The next time you stand at the bedside of a dengue patient, adjusting the fluid rate, watching the haematocrit, checking the pulse pressure, think about the glycocalyx. Think about NS1, drilling holes. Think about your role: not as someone who fixes the leakage, but as someone who buys time for the body to do what it knows how to do.
That is what acute medicine is.
Selected References
Avirutnan P, Zhang L, Punyadee N, et al. Secreted NS1 of dengue virus attaches to the surface of cells via interactions with heparan sulfate and chondroitin sulfate E. PLoS Pathogens. 2007;3(11):e183.
Broekhuizen LN, Lemkes BA, Mooij HL, et al. Effect of sulodexide on endothelial glycocalyx and vascular permeability in patients with type 2 diabetes mellitus. Diabetologia. 2010;53(12):2646–2655.
Chappell D, Jacob M, Hofmann-Kiefer K, et al. Hydrocortisone preserves the vascular barrier by protecting the endothelial glycocalyx. Anesthesiology. 2007;107(5):776–784.
Lam PK, McBride A, Le DHT, et al. Visual and biochemical evidence of glycocalyx disruption in human dengue infection, and association with plasma leakage severity. Frontiers in Medicine. 2020;7:545813.
Lee K, Hsieh CJ, Lee CT, Liu JW. Diabetic patients suffering dengue are at risk for development of dengue shock syndrome/severe dengue. Journal of Microbiology, Immunology and Infection. 2020;53(1):69–78.

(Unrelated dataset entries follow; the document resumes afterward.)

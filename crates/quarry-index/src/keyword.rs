//! BM25 keyword index over leaf chunks.
//!
//! Summary nodes are synthetic text and never participate in lexical scoring.

use std::collections::HashMap;

const K1: f32 = 1.5;
const B: f32 = 0.75;

const STOP_WORDS: &[&str] = &[
    "a", "an", "the", "and", "or", "but", "if", "then", "else", "when", "at", "by", "from",
    "for", "with", "in", "on", "to", "is", "am", "are", "was", "were", "be", "been", "being",
    "have", "has", "had", "do", "does", "did", "so", "up", "down", "out", "off", "over",
    "under", "again", "further", "once", "here", "there", "all", "any", "both", "each", "few",
    "more", "most", "other", "some", "such", "no", "nor", "not", "only", "own", "same", "than",
    "too", "very", "can", "will", "just", "should", "now",
];

/// Lowercase, strip punctuation, drop stop words and single chars.
#[must_use]
pub fn tokenize(text: &str) -> Vec<String> {
    text.split(|c: char| !c.is_alphanumeric())
        .map(str::to_lowercase)
        .filter(|t| t.chars().count() > 1 && !STOP_WORDS.contains(&t.as_str()))
        .collect()
}

/// Okapi BM25 over a fixed document corpus.
#[derive(Debug, Clone, Default)]
pub struct Bm25Index {
    /// Per-document term frequencies.
    doc_terms: Vec<HashMap<String, u32>>,
    doc_lens: Vec<f32>,
    avg_doc_len: f32,
    /// Document frequency per term.
    term_docs: HashMap<String, u32>,
}

impl Bm25Index {
    /// Build the index from document texts; document position is the score index.
    #[must_use]
    pub fn build(texts: &[&str]) -> Self {
        let mut doc_terms = Vec::with_capacity(texts.len());
        let mut doc_lens = Vec::with_capacity(texts.len());
        let mut term_docs: HashMap<String, u32> = HashMap::new();

        for text in texts {
            let tokens = tokenize(text);
            doc_lens.push(tokens.len() as f32);

            let mut terms: HashMap<String, u32> = HashMap::new();
            for token in tokens {
                *terms.entry(token).or_insert(0) += 1;
            }
            for term in terms.keys() {
                *term_docs.entry(term.clone()).or_insert(0) += 1;
            }
            doc_terms.push(terms);
        }

        let avg_doc_len = if doc_lens.is_empty() {
            0.0
        } else {
            doc_lens.iter().sum::<f32>() / doc_lens.len() as f32
        };

        Self {
            doc_terms,
            doc_lens,
            avg_doc_len,
            term_docs,
        }
    }

    #[must_use]
    pub fn len(&self) -> usize {
        self.doc_terms.len()
    }

    #[must_use]
    pub fn is_empty(&self) -> bool {
        self.doc_terms.is_empty()
    }

    /// BM25 scores for every document, in document order.
    #[must_use]
    pub fn scores(&self, query: &str) -> Vec<f32> {
        let n = self.doc_terms.len();
        let mut scores = vec![0.0f32; n];
        if n == 0 || self.avg_doc_len == 0.0 {
            return scores;
        }

        for term in tokenize(query) {
            let Some(&df) = self.term_docs.get(&term) else {
                continue;
            };
            let idf = (((n as f32 - df as f32 + 0.5) / (df as f32 + 0.5)) + 1.0).ln();

            for (doc, terms) in self.doc_terms.iter().enumerate() {
                let Some(&tf) = terms.get(&term) else {
                    continue;
                };
                let tf = tf as f32;
                let norm = K1 * (1.0 - B + B * self.doc_lens[doc] / self.avg_doc_len);
                scores[doc] += idf * (tf * (K1 + 1.0)) / (tf + norm);
            }
        }

        scores
    }

    /// Top documents with positive scores, best first, ties on lower position.
    #[must_use]
    pub fn top_scores(&self, query: &str, limit: usize) -> Vec<(usize, f32)> {
        let mut scored: Vec<(usize, f32)> = self
            .scores(query)
            .into_iter()
            .enumerate()
            .filter(|(_, s)| *s > 0.0)
            .collect();
        scored.sort_by(|a, b| {
            b.1.partial_cmp(&a.1)
                .unwrap_or(std::cmp::Ordering::Equal)
                .then(a.0.cmp(&b.0))
        });
        scored.truncate(limit);
        scored
    }
}

#[cfg(test)]
mod tests {
    use super::*;

    #[test]
    fn tokenize_strips_punctuation_and_stop_words() {
        let tokens = tokenize("The quick, brown fox is over there!");
        assert_eq!(tokens, vec!["quick", "brown", "fox"]);
    }

    #[test]
    fn tokenize_drops_single_chars() {
        let tokens = tokenize("a b c dd");
        assert_eq!(tokens, vec!["dd"]);
    }

    #[test]
    fn matching_document_scores_highest() {
        let index = Bm25Index::build(&[
            "rust memory safety borrow checker",
            "python dynamic typing interpreter",
            "rust ownership lifetimes compiler",
        ]);

        let top = index.top_scores("rust borrow checker", 3);
        assert!(!top.is_empty());
        assert_eq!(top[0].0, 0);
    }

    #[test]
    fn unmatched_query_returns_empty() {
        let index = Bm25Index::build(&["alpha beta", "gamma delta"]);
        assert!(index.top_scores("zeppelin", 5).is_empty());
    }

    #[test]
    fn rare_terms_outweigh_common_terms() {
        let index = Bm25Index::build(&[
            "shared word unique",
            "shared word common",
            "shared word common",
        ]);
        let top = index.top_scores("unique", 3);
        assert_eq!(top.len(), 1);
        assert_eq!(top[0].0, 0);
    }

    #[test]
    fn empty_corpus_scores_nothing() {
        let index = Bm25Index::build(&[]);
        assert!(index.is_empty());
        assert!(index.scores("anything").is_empty());
    }

    #[test]
    fn limit_caps_results() {
        let index = Bm25Index::build(&["word here", "word there", "word everywhere"]);
        assert_eq!(index.top_scores("word", 2).len(), 2);
    }
}
//! Chunk model and sentence-aware text splitting.

use serde::{Deserialize, Serialize};

/// Identifier of a leaf chunk, unique within one index generation.
#[derive(
    Debug, Clone, Copy, PartialEq, Eq, PartialOrd, Ord, Hash, Serialize, Deserialize,
)]
pub struct ChunkId(pub u64);

impl std::fmt::Display for ChunkId {
    fn fmt(&self, f: &mut std::fmt::Formatter<'_>) -> std::fmt::Result {
        write!(f, "{}", self.0)
    }
}

/// Identifier of a source file within one index generation.
#[derive(
    Debug, Clone, Copy, PartialEq, Eq, PartialOrd, Ord, Hash, Serialize, Deserialize,
)]
pub struct FileId(pub u64);

/// One extracted passage of a source document. Immutable once created;
/// a reindex pass supersedes chunks rather than mutating them.
#[derive(Debug, Clone, Serialize, Deserialize)]
pub struct Chunk {
    pub id: ChunkId,
    pub file_id: FileId,
    pub file_path: String,
    pub file_name: String,
    pub text: String,
    /// Char offsets of this chunk within the extracted document text.
    pub char_range: (usize, usize),
}

#[derive(Debug, Clone)]
pub struct SplitterConfig {
    pub chunk_size: usize,
    pub chunk_overlap: usize,
}

impl Default for SplitterConfig {
    fn default() -> Self {
        Self {
            chunk_size: 1000,
            chunk_overlap: 200,
        }
    }
}

/// Splits document text into overlapping chunks along sentence boundaries.
pub struct TextSplitter {
    config: SplitterConfig,
}

impl TextSplitter {
    #[must_use]
    pub fn new(config: SplitterConfig) -> Self {
        Self { config }
    }

    /// Split `text` into chunk strings with char ranges into the original text.
    #[must_use]
    pub fn split(&self, text: &str) -> Vec<(String, (usize, usize))> {
        if text.is_empty() {
            return Vec::new();
        }

        let sentences = split_sentences(text);
        merge_sentences(&sentences, self.config.chunk_size, self.config.chunk_overlap)
    }
}

/// Split on paragraph breaks and sentence endings followed by a space.
fn split_sentences(text: &str) -> Vec<(String, usize)> {
    let mut sentences = Vec::new();
    let mut current = String::new();
    let mut current_start = 0;

    let chars: Vec<char> = text.chars().collect();
    let mut i = 0;

    while i < chars.len() {
        current.push(chars[i]);

        if chars[i] == '\n' && i + 1 < chars.len() && chars[i + 1] == '\n' {
            current.push(chars[i + 1]);
            i += 1;
            if !current.trim().is_empty() {
                sentences.push((std::mem::take(&mut current), current_start));
            } else {
                current.clear();
            }
            current_start = i + 1;
        } else if (chars[i] == '.' || chars[i] == '?' || chars[i] == '!')
            && i + 1 < chars.len()
            && chars[i + 1] == ' '
            && !current.trim().is_empty()
        {
            sentences.push((std::mem::take(&mut current), current_start));
            current_start = i + 1;
        }

        i += 1;
    }

    if !current.trim().is_empty() {
        sentences.push((current, current_start));
    }

    sentences
}

/// Merge sentences into chunks, respecting size and overlap.
fn merge_sentences(
    sentences: &[(String, usize)],
    chunk_size: usize,
    chunk_overlap: usize,
) -> Vec<(String, (usize, usize))> {
    let mut chunks = Vec::new();
    let mut current = String::new();
    let mut chunk_start = 0;
    let mut window_start = 0;

    for (idx, (sentence, offset)) in sentences.iter().enumerate() {
        if !current.is_empty() && current.chars().count() + sentence.chars().count() > chunk_size {
            let end = chunk_start + current.chars().count();
            chunks.push((current.clone(), (chunk_start, end)));

            // Build overlap from recent sentences, walking backwards.
            current.clear();
            let mut overlap_len = 0;
            let mut overlap_start = idx;
            for i in (window_start..idx).rev() {
                let len = sentences[i].0.chars().count();
                if overlap_len + len > chunk_overlap {
                    break;
                }
                overlap_len += len;
                overlap_start = i;
            }
            for (s, _) in &sentences[overlap_start..idx] {
                current.push_str(s);
            }
            chunk_start = sentences[overlap_start].1;
            window_start = overlap_start;
        }

        if current.is_empty() {
            chunk_start = *offset;
        }
        current.push_str(sentence);
    }

    if !current.is_empty() {
        let end = chunk_start + current.chars().count();
        chunks.push((current, (chunk_start, end)));
    }

    chunks
}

Levick JR, Michel CC. Microvascular fluid exchange and the revised Starling principle. Cardiovascular Research. 2010;87(2):198–210.
Reitsma S, Slaaf DW, Vink H, et al. The endothelial glycocalyx: composition, functions, and visualisation. Pflugers Archiv. 2007;454(3):345–359.
Starling EH. On the absorption of fluids from the connective tissue spaces. Journal of Physiology. 1896;19(4):312–326.
Wills BA, Dung NM, Loan HT, et al. Comparison of three fluid solutions for resuscitation in dengue shock syndrome. New England Journal of Medicine. 2005;353(9):877–889.